* _INFORMATION PROVIDED_:
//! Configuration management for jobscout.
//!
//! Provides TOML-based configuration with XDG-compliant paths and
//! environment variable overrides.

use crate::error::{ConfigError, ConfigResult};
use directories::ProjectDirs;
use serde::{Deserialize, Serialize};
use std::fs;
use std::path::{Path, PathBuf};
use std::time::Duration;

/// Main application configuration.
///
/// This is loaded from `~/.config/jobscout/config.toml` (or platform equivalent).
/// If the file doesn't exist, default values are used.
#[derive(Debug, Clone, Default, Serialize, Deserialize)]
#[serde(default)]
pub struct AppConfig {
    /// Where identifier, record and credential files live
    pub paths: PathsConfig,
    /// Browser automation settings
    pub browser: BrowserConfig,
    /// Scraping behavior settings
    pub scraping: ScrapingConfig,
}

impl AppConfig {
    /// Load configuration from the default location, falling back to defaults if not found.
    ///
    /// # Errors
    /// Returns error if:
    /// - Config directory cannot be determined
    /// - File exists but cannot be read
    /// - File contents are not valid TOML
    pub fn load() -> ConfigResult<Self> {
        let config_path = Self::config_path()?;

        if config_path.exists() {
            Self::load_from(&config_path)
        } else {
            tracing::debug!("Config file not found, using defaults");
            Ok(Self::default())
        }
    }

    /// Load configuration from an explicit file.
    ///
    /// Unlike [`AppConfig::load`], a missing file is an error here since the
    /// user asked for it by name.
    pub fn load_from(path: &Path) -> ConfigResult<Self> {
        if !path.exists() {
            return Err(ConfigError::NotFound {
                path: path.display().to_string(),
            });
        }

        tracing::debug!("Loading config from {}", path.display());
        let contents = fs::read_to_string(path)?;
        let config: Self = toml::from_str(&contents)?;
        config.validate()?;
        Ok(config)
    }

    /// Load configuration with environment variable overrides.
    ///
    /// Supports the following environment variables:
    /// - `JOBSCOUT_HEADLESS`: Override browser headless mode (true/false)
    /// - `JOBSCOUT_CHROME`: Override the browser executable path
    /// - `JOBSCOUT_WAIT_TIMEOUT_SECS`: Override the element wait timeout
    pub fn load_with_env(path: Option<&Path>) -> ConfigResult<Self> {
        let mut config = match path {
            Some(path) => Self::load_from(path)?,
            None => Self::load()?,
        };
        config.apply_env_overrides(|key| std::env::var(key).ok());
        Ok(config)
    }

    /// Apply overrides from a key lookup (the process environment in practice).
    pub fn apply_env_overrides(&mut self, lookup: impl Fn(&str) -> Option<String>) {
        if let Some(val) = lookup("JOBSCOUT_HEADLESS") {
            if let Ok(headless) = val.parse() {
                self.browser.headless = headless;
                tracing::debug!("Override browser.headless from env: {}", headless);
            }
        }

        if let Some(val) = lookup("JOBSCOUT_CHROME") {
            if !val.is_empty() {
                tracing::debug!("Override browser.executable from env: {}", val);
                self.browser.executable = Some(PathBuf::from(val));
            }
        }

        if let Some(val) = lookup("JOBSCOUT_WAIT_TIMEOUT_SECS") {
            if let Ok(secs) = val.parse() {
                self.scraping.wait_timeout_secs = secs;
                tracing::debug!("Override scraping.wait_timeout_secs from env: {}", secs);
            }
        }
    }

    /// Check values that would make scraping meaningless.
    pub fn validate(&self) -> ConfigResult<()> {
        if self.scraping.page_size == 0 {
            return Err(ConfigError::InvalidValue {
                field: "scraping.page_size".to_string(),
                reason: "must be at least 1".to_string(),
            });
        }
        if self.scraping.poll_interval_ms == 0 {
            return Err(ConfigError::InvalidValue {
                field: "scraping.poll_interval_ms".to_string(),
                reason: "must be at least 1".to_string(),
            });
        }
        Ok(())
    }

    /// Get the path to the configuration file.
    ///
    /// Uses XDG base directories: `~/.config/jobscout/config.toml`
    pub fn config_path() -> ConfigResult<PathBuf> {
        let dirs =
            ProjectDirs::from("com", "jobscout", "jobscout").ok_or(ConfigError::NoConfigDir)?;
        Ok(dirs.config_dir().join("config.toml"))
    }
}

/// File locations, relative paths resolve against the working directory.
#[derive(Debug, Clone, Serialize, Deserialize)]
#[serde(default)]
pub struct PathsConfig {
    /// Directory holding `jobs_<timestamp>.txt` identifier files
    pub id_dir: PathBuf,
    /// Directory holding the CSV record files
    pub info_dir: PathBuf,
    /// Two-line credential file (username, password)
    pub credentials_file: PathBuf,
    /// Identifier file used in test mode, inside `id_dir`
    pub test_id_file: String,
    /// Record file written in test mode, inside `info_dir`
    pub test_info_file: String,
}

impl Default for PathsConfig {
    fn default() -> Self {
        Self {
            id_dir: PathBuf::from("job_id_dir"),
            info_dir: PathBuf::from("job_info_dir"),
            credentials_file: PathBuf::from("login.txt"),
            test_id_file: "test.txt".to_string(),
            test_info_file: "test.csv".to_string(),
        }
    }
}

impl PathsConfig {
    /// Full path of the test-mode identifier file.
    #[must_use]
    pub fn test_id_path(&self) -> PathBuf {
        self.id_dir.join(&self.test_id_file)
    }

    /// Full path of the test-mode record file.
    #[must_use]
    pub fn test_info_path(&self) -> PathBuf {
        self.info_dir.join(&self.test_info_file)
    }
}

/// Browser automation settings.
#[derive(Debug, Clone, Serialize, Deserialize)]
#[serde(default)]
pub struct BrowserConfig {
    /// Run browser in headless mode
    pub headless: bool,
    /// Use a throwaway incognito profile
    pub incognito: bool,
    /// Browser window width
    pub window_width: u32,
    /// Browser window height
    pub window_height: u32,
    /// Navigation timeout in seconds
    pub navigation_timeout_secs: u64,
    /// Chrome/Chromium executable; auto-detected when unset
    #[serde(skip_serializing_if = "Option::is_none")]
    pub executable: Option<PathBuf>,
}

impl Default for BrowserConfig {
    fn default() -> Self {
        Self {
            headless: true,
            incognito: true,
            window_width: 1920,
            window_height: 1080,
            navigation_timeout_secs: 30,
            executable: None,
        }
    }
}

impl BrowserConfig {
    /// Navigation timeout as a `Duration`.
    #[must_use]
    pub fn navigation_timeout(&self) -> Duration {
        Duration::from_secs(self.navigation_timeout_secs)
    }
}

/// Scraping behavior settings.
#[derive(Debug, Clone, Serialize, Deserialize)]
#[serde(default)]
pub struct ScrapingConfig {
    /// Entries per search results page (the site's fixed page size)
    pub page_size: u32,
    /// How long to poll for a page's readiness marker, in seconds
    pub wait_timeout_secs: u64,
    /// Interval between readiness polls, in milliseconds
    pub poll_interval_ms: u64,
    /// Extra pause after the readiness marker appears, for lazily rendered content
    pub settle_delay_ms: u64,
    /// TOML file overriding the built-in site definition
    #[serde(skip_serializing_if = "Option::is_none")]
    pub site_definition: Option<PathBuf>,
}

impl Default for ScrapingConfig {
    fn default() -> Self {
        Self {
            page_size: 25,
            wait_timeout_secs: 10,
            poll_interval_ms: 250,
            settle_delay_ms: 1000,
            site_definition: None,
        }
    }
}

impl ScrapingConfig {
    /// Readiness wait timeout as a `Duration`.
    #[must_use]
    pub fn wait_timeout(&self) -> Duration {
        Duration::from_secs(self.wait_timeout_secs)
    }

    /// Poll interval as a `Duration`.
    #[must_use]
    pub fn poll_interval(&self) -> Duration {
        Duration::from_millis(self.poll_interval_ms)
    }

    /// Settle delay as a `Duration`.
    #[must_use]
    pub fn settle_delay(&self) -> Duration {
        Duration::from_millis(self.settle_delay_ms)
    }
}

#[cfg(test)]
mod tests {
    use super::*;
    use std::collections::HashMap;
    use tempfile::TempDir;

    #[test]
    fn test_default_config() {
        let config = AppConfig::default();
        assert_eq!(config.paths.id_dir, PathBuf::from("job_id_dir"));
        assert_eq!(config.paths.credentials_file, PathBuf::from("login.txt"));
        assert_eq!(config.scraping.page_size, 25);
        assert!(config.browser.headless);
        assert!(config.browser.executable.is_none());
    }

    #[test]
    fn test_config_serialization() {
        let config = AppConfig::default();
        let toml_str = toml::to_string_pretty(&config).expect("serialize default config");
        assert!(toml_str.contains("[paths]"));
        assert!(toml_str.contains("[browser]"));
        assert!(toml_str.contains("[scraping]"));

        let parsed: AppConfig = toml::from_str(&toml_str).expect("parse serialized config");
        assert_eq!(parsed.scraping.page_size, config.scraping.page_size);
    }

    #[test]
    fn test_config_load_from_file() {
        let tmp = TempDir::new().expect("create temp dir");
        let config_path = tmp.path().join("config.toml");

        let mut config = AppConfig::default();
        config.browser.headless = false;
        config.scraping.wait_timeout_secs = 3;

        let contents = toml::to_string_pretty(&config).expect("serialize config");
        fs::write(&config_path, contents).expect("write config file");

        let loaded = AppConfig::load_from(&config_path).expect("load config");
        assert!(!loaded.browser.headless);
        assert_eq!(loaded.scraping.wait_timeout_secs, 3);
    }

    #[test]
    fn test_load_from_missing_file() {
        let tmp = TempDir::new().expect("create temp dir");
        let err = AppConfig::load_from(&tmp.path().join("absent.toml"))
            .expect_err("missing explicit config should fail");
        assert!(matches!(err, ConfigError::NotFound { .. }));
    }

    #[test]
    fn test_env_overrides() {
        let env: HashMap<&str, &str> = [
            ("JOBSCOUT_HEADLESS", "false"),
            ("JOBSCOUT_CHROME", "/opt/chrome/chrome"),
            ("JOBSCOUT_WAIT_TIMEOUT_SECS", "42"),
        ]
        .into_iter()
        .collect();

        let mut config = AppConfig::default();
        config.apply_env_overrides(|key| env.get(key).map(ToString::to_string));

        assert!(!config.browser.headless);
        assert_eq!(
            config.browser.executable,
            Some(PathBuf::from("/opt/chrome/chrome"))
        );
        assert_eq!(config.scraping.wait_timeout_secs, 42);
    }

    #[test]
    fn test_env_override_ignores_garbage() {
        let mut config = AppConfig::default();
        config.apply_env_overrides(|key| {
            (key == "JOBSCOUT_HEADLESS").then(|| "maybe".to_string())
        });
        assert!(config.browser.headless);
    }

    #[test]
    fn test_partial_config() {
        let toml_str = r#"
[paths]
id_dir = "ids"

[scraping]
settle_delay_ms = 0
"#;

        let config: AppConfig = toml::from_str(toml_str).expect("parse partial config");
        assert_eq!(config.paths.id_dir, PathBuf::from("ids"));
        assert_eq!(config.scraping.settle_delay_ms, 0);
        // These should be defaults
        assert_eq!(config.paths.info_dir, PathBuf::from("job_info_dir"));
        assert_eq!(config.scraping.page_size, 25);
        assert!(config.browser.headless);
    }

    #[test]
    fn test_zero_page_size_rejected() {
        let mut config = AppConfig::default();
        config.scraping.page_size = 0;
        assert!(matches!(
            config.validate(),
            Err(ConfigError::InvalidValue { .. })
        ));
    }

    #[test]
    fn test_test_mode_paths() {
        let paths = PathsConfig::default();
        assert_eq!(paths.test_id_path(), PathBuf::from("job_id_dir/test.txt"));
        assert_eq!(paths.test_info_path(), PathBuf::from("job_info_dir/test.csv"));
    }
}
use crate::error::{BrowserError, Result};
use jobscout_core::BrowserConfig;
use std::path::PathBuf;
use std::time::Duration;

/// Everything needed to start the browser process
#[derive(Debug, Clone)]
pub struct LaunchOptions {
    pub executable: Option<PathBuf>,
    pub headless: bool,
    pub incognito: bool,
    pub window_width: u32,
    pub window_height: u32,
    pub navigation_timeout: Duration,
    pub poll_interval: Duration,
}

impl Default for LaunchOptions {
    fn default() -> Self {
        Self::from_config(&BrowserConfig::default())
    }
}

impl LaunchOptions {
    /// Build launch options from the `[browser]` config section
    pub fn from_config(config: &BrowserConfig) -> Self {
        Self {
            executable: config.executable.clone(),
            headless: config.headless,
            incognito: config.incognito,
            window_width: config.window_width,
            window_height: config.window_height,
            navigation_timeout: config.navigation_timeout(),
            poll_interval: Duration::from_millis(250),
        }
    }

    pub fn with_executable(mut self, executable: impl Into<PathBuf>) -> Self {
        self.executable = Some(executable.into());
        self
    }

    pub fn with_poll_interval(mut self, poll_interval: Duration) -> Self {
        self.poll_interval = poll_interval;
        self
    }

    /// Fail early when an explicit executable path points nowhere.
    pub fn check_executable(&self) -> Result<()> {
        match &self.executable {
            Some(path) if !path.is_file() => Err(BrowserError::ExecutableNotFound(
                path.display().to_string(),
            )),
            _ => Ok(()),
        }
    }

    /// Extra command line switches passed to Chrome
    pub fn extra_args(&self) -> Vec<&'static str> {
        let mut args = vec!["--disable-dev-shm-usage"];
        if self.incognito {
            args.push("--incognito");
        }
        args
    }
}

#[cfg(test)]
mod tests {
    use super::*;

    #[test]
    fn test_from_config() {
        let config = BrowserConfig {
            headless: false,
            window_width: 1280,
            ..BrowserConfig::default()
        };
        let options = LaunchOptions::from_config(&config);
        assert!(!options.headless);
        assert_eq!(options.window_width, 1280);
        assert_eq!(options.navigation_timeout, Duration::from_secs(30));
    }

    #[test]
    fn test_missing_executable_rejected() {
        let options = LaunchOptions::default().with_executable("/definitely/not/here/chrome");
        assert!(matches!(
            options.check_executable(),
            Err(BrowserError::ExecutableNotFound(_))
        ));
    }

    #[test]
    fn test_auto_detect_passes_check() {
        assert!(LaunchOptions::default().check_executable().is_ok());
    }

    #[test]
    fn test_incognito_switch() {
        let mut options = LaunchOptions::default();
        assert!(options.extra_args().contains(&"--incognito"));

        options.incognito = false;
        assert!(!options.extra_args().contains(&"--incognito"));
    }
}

...

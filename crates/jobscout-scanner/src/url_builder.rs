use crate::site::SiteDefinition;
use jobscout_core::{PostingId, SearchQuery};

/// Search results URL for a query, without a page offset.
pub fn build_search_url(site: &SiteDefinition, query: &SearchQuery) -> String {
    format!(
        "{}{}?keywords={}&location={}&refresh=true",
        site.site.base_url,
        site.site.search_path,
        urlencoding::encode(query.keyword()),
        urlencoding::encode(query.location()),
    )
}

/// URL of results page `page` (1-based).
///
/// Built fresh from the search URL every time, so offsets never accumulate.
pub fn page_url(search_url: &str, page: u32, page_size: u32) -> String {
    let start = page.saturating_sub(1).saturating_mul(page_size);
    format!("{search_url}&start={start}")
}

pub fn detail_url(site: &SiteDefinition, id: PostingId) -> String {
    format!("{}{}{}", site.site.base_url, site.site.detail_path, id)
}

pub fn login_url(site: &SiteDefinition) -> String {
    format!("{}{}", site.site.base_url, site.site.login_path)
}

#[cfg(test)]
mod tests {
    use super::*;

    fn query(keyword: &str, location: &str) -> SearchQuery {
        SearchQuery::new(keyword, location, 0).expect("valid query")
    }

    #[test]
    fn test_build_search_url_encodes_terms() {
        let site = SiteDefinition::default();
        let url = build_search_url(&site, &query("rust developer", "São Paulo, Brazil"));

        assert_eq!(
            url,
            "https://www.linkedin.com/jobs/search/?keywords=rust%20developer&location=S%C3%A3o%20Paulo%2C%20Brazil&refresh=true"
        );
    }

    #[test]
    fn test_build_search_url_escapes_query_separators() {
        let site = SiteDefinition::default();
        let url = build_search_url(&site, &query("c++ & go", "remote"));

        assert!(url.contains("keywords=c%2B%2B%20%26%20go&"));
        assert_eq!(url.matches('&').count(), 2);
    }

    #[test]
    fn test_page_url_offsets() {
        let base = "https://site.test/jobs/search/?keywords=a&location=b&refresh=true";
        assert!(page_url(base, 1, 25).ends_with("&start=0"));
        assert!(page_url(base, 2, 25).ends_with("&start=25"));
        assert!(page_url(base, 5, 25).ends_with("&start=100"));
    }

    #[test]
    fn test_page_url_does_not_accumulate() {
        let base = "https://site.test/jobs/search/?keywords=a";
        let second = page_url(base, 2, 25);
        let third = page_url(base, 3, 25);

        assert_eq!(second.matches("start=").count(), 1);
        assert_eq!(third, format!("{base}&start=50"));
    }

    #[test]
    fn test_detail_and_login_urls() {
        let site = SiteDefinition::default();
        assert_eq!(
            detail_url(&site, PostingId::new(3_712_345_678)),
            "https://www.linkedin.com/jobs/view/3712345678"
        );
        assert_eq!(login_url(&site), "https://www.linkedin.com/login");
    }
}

* _ACTIVITY_: Wherever the word "validate" occurs in the data above, copy the line it sits in.

* _SOLUTION_:
        config.validate()?;
    pub fn validate(&self) -> ConfigResult<()> {
            config.validate(),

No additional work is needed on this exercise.